#### [WHAT IS EXPECTED]
Every entry below must be transcribed exactly, with no line missing.

---------- PROVIDED RECORDS

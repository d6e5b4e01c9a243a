use crate::AppSettings;
use color_eyre::eyre::Result;
use std::fs;
use std::path::{Path, absolute};

/// Loads settings from `config/settings.yaml`, with `.env` and
/// `APP__`-prefixed environment variables layered on top
/// (e.g. `APP__ANALYSIS__API_KEY`).
pub fn load_app_settings() -> Result<AppSettings> {
    // dotenv first so env overrides pick up values from .env too.
    dotenv::from_path(".env").ok();
    let config_path = Path::new("config/settings.yaml").canonicalize()?;

    let builder = config::Config::builder()
        .add_source(config::File::from(config_path))
        .add_source(
            config::Environment::with_prefix("APP")
                .separator("__")
                .try_parsing(true),
        );

    let mut settings = builder.build()?.try_deserialize::<AppSettings>()?;
    settings.storage.log_dir = absolute(&settings.storage.log_dir)?;
    fs::create_dir_all(&settings.storage.log_dir)?;

    Ok(settings)
}
#![allow(clippy::missing_errors_doc, clippy::missing_panics_doc)]

mod batch;
mod metric_entry;

pub use batch::*;
pub use metric_entry::*;
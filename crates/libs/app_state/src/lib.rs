#![allow(clippy::missing_errors_doc, clippy::missing_panics_doc)]

mod load_settings;
mod settings;

pub use load_settings::*;
pub use settings::*;
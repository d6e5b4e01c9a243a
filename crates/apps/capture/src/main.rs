mod client;

use crate::client::{MonitorClient, StatusReply, SummaryReply};
use chrono::Local;
use clap::Parser;
use color_eyre::Result;
use std::collections::HashSet;
use std::path::{Path, PathBuf};
use std::time::Duration;
use tokio::time;
use tracing::{Level, info, warn};
use tracing_subscriber::FmtSubscriber;
use walkdir::WalkDir;

/// Capture-side driver: ships snapshot frames to the monitoring server in
/// batches and reports session feedback. Frame grabbing itself is left to an
/// external tool writing into the capture directory.
#[derive(Parser, Debug)]
#[command(version, about, long_about = None)]
struct Args {
    /// Base URL of the monitoring server.
    #[clap(long, default_value = "http://localhost:8000")]
    server_url: String,

    /// Directory the webcam grabber drops snapshot frames into.
    #[clap(long, default_value = "webcam_captures")]
    capture_dir: PathBuf,

    /// Job id for this session; derived from the start time when omitted.
    #[clap(long)]
    job_id: Option<String>,

    /// Seconds between scans for new snapshots.
    #[clap(long, default_value_t = 5)]
    capture_interval: u64,

    /// Seconds between job status checks.
    #[clap(long, default_value_t = 10)]
    status_interval: u64,

    /// Snapshots per analysis batch.
    #[clap(long, default_value_t = 5)]
    batch_size: usize,

    /// Delete snapshots once their batch has been submitted.
    #[clap(long, default_value_t = false, action)]
    delete_submitted: bool,
}

#[tokio::main]
async fn main() -> Result<()> {
    let subscriber = FmtSubscriber::builder()
        .with_max_level(Level::INFO)
        .finish();
    tracing::subscriber::set_global_default(subscriber)?;
    color_eyre::install()?;

    let args = Args::parse();
    let job_id = args
        .job_id
        .clone()
        .unwrap_or_else(|| format!("session_{}", Local::now().format("%Y%m%d_%H%M%S")));
    info!("Started monitoring session with job ID: {}", job_id);

    let client = MonitorClient::new(&args.server_url, &job_id);
    run_capture_loop(&args, &client).await?;

    info!("Waiting for final processing...");
    time::sleep(Duration::from_secs(5)).await;
    print_session_summary(&client).await;

    Ok(())
}

/// Scans for fresh snapshots on an interval, submitting a batch whenever
/// enough have accumulated, until Ctrl-C. The leftover partial batch is
/// flushed on the way out.
async fn run_capture_loop(args: &Args, client: &MonitorClient) -> Result<()> {
    let mut seen: HashSet<PathBuf> = HashSet::new();
    let mut batch: Vec<String> = Vec::new();
    let mut capture_tick = time::interval(Duration::from_secs(args.capture_interval.max(1)));
    let mut status_tick = time::interval(Duration::from_secs(args.status_interval.max(1)));
    // Swallow the immediate first ticks so both cadences start one interval in.
    capture_tick.tick().await;
    status_tick.tick().await;

    loop {
        tokio::select! {
            _ = tokio::signal::ctrl_c() => {
                info!("Stopping capture");
                break;
            }
            _ = capture_tick.tick() => {
                for snapshot in scan_new_snapshots(&args.capture_dir, &seen) {
                    batch.push(snapshot.to_string_lossy().into_owned());
                    seen.insert(snapshot);
                }
                while batch.len() >= args.batch_size.max(1) {
                    let images: Vec<String> = batch.drain(..args.batch_size.max(1)).collect();
                    submit_batch(client, &images, args.delete_submitted).await;
                }
            }
            _ = status_tick.tick() => {
                report_status(client).await;
            }
        }
    }

    if !batch.is_empty() {
        let images: Vec<String> = batch.drain(..).collect();
        submit_batch(client, &images, args.delete_submitted).await;
    }
    Ok(())
}

/// New snapshot files in the capture directory, oldest name first.
fn scan_new_snapshots(dir: &Path, seen: &HashSet<PathBuf>) -> Vec<PathBuf> {
    let mut fresh: Vec<PathBuf> = WalkDir::new(dir)
        .max_depth(1)
        .into_iter()
        .filter_map(Result::ok)
        .filter(|entry| entry.file_type().is_file())
        .map(walkdir::DirEntry::into_path)
        .filter(|path| is_snapshot(path) && !seen.contains(path))
        .collect();
    fresh.sort();
    fresh
}

fn is_snapshot(path: &Path) -> bool {
    let Some(extension) = path.extension().map(|e| e.to_string_lossy().to_lowercase()) else {
        return false;
    };
    matches!(extension.as_str(), "jpg" | "jpeg" | "png")
}

async fn submit_batch(client: &MonitorClient, images: &[String], delete_submitted: bool) {
    match client.analyze_images(images).await {
        Ok(ack) => {
            match ack.queue_position {
                Some(position) => info!(status = %ack.status, position, "{}", ack.message),
                None => info!(status = %ack.status, "{}", ack.message),
            }
            if delete_submitted {
                for image in images {
                    if let Err(error) = tokio::fs::remove_file(image).await {
                        warn!(%image, %error, "could not delete submitted snapshot");
                    }
                }
            }
        }
        Err(error) => warn!(%error, "failed to submit batch"),
    }
}

async fn report_status(client: &MonitorClient) {
    match client.job_status().await {
        Ok(StatusReply::Entry {
            timestamp,
            attentiveness_rating,
            eye_contact_score,
            posture_score,
            focus_duration,
            ..
        }) => {
            info!(
                %timestamp,
                attentiveness_rating,
                eye_contact_score,
                posture_score,
                focus_duration,
                "Current student status"
            );
        }
        Ok(StatusReply::NoData { message }) => info!("{}", message),
        Err(error) => warn!(%error, "status check failed"),
    }
}

async fn print_session_summary(client: &MonitorClient) {
    match client.session_summary().await {
        Ok(SummaryReply::Report(summary)) => {
            let line = "=".repeat(50);
            println!("\n{line}");
            println!("SESSION SUMMARY");
            println!("{line}");
            println!("\nMETRICS:");
            println!("Total Entries: {}", summary.metrics.total_entries);
            println!(
                "Average Attentiveness: {:.2}/10",
                summary.metrics.average_attentiveness
            );
            println!(
                "Average Eye Contact: {:.2}/10",
                summary.metrics.average_eye_contact
            );
            println!("Average Posture: {:.2}/10", summary.metrics.average_posture);
            println!(
                "Total Focus Duration: {} seconds",
                summary.metrics.total_focus_duration
            );
            println!("\nDETAILED ANALYSIS:");
            println!("{}", summary.analysis);
            println!("{line}");
        }
        Ok(SummaryReply::NoData { message }) => info!("{}", message),
        Err(error) => warn!(%error, "could not fetch session summary"),
    }
}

--------------------

#### [ANSWER TO THE PROBLEM]
repository d6e5b4e01c9a243a
use crate::AppSettings;
use color_eyre::eyre::Result;
use std::fs;
use std::path::{Path, absolute};

/// Loads settings from `config/settings.yaml`, with `.env` and
/// `APP__`-prefixed environment variables layered on top
/// (e.g. `APP__ANALYSIS__API_KEY`).
pub fn load_app_settings() -> Result<AppSettings> {
    // dotenv first so env overrides pick up values from .env too.
    dotenv::from_path(".env").ok();
    let config_path = Path::new("config/settings.yaml").canonicalize()?;

    let builder = config::Config::builder()
        .add_source(config::File::from(config_path))
        .add_source(
            config::Environment::with_prefix("APP")
                .separator("__")
                .try_parsing(true),
        );

    let mut settings = builder.build()?.try_deserialize::<AppSettings>()?;
    settings.storage.log_dir = absolute(&settings.storage.log_dir)?;
    fs::create_dir_all(&settings.storage.log_dir)?;

    Ok(settings)
}
#![allow(clippy::missing_errors_doc, clippy::missing_panics_doc)]

mod batch;
mod metric_entry;

pub use batch::*;
pub use metric_entry::*;
filename crates/libs/app_state/src/lib.rs
#![allow(clippy::missing_errors_doc, clippy::missing_panics_doc)]

mod load_settings;
mod settings;

pub use load_settings::*;
pub use settings::*;
repository d6e5b4e01c9a243a
filename crates/apps/capture/src/main.rs
mod client;

use crate::client::{MonitorClient, StatusReply, SummaryReply};
use chrono::Local;
use clap::Parser;
use color_eyre::Result;
use std::collections::HashSet;
use std::path::{Path, PathBuf};
use std::time::Duration;
use tokio::time;
use tracing::{Level, info, warn};
use tracing_subscriber::FmtSubscriber;
use walkdir::WalkDir;

/// Capture-side driver: ships snapshot frames to the monitoring server in
/// batches and reports session feedback. Frame grabbing itself is left to an
/// external tool writing into the capture directory.
#[derive(Parser, Debug)]
#[command(version, about, long_about = None)]
struct Args {
    /// Base URL of the monitoring server.
    #[clap(long, default_value = "http://localhost:8000")]
    server_url: String,

    /// Directory the webcam grabber drops snapshot frames into.
    #[clap(long, default_value = "webcam_captures")]
    capture_dir: PathBuf,

    /// Job id for this session; derived from the start time when omitted.
    #[clap(long)]
    job_id: Option<String>,

    /// Seconds between scans for new snapshots.
    #[clap(long, default_value_t = 5)]
    capture_interval: u64,

    /// Seconds between job status checks.
    #[clap(long, default_value_t = 10)]
    status_interval: u64,

    /// Snapshots per analysis batch.
    #[clap(long, default_value_t = 5)]
    batch_size: usize,

    /// Delete snapshots once their batch has been submitted.
    #[clap(long, default_value_t = false, action)]
    delete_submitted: bool,
}

#[tokio::main]
async fn main() -> Result<()> {
    let subscriber = FmtSubscriber::builder()
        .with_max_level(Level::INFO)
        .finish();
    tracing::subscriber::set_global_default(subscriber)?;
    color_eyre::install()?;

    let args = Args::parse();
    let job_id = args
        .job_id
        .clone()
        .unwrap_or_else(|| format!("session_{}", Local::now().format("%Y%m%d_%H%M%S")));
    info!("Started monitoring session with job ID: {}", job_id);

    let client = MonitorClient::new(&args.server_url, &job_id);
    run_capture_loop(&args, &client).await?;

    info!("Waiting for final processing...");
    time::sleep(Duration::from_secs(5)).await;
    print_session_summary(&client).await;

    Ok(())
}

/// Scans for fresh snapshots on an interval, submitting a batch whenever
/// enough have accumulated, until Ctrl-C. The leftover partial batch is
/// flushed on the way out.
async fn run_capture_loop(args: &Args, client: &MonitorClient) -> Result<()> {
    let mut seen: HashSet<PathBuf> = HashSet::new();
    let mut batch: Vec<String> = Vec::new();
    let mut capture_tick = time::interval(Duration::from_secs(args.capture_interval.max(1)));
    let mut status_tick = time::interval(Duration::from_secs(args.status_interval.max(1)));
    // Swallow the immediate first ticks so both cadences start one interval in.
    capture_tick.tick().await;
    status_tick.tick().await;

    loop {
        tokio::select! {
            _ = tokio::signal::ctrl_c() => {
                info!("Stopping capture");
                break;
            }
            _ = capture_tick.tick() => {
                for snapshot in scan_new_snapshots(&args.capture_dir, &seen) {
                    batch.push(snapshot.to_string_lossy().into_owned());
                    seen.insert(snapshot);
                }
                while batch.len() >= args.batch_size.max(1) {
                    let images: Vec<String> = batch.drain(..args.batch_size.max(1)).collect();
                    submit_batch(client, &images, args.delete_submitted).await;
                }
            }
            _ = status_tick.tick() => {
                report_status(client).await;
            }
        }
    }

    if !batch.is_empty() {
        let images: Vec<String> = batch.drain(..).collect();
        submit_batch(client, &images, args.delete_submitted).await;
    }
    Ok(())
}

/// New snapshot files in the capture directory, oldest name first.
fn scan_new_snapshots(dir: &Path, seen: &HashSet<PathBuf>) -> Vec<PathBuf> {
    let mut fresh: Vec<PathBuf> = WalkDir::new(dir)
        .max_depth(1)
        .into_iter()
        .filter_map(Result::ok)
        .filter(|entry| entry.file_type().is_file())
        .map(walkdir::DirEntry::into_path)
        .filter(|path| is_snapshot(path) && !seen.contains(path))
        .collect();
    fresh.sort();
    fresh
}

fn is_snapshot(path: &Path) -> bool {
    let Some(extension) = path.extension().map(|e| e.to_string_lossy().to_lowercase()) else {
        return false;
    };
    matches!(extension.as_str(), "jpg" | "jpeg" | "png")
}

async fn submit_batch(client: &MonitorClient, images: &[String], delete_submitted: bool) {
    match client.analyze_images(images).await {
        Ok(ack) => {
            match ack.queue_position {
                Some(position) => info!(status = %ack.status, position, "{}", ack.message),
                None => info!(status = %ack.status, "{}", ack.message),
            }
            if delete_submitted {
                for image in images {
                    if let Err(error) = tokio::fs::remove_file(image).await {
                        warn!(%image, %error, "could not delete submitted snapshot");
                    }
                }
            }
        }
        Err(error) => warn!(%error, "failed to submit batch"),
    }
}

async fn report_status(client: &MonitorClient) {
    match client.job_status().await {
        Ok(StatusReply::Entry {
            timestamp,
            attentiveness_rating,
            eye_contact_score,
            posture_score,
            focus_duration,
            ..
        }) => {
            info!(
                %timestamp,
                attentiveness_rating,
                eye_contact_score,
                posture_score,
                focus_duration,
                "Current student status"
            );
        }
        Ok(StatusReply::NoData { message }) => info!("{}", message),
        Err(error) => warn!(%error, "status check failed"),
    }
}

async fn print_session_summary(client: &MonitorClient) {
    match client.session_summary().await {
        Ok(SummaryReply::Report(summary)) => {
            let line = "=".repeat(50);
            println!("\n{line}");
            println!("SESSION SUMMARY");
            println!("{line}");
            println!("\nMETRICS:");
            println!("Total Entries: {}", summary.metrics.total_entries);
            println!(
                "Average Attentiveness: {:.2}/10",
                summary.metrics.average_attentiveness
            );
            println!(
                "Average Eye Contact: {:.2}/10",
                summary.metrics.average_eye_contact
            );
            println!("Average Posture: {:.2}/10", summary.metrics.average_posture);
            println!(
                "Total Focus Duration: {} seconds",
                summary.metrics.total_focus_duration
            );
            println!("\nDETAILED ANALYSIS:");
            println!("{}", summary.analysis);
            println!("{line}");
        }
        Ok(SummaryReply::NoData { message }) => info!("{}", message),
        Err(error) => warn!(%error, "could not fetch session summary"),
    }
}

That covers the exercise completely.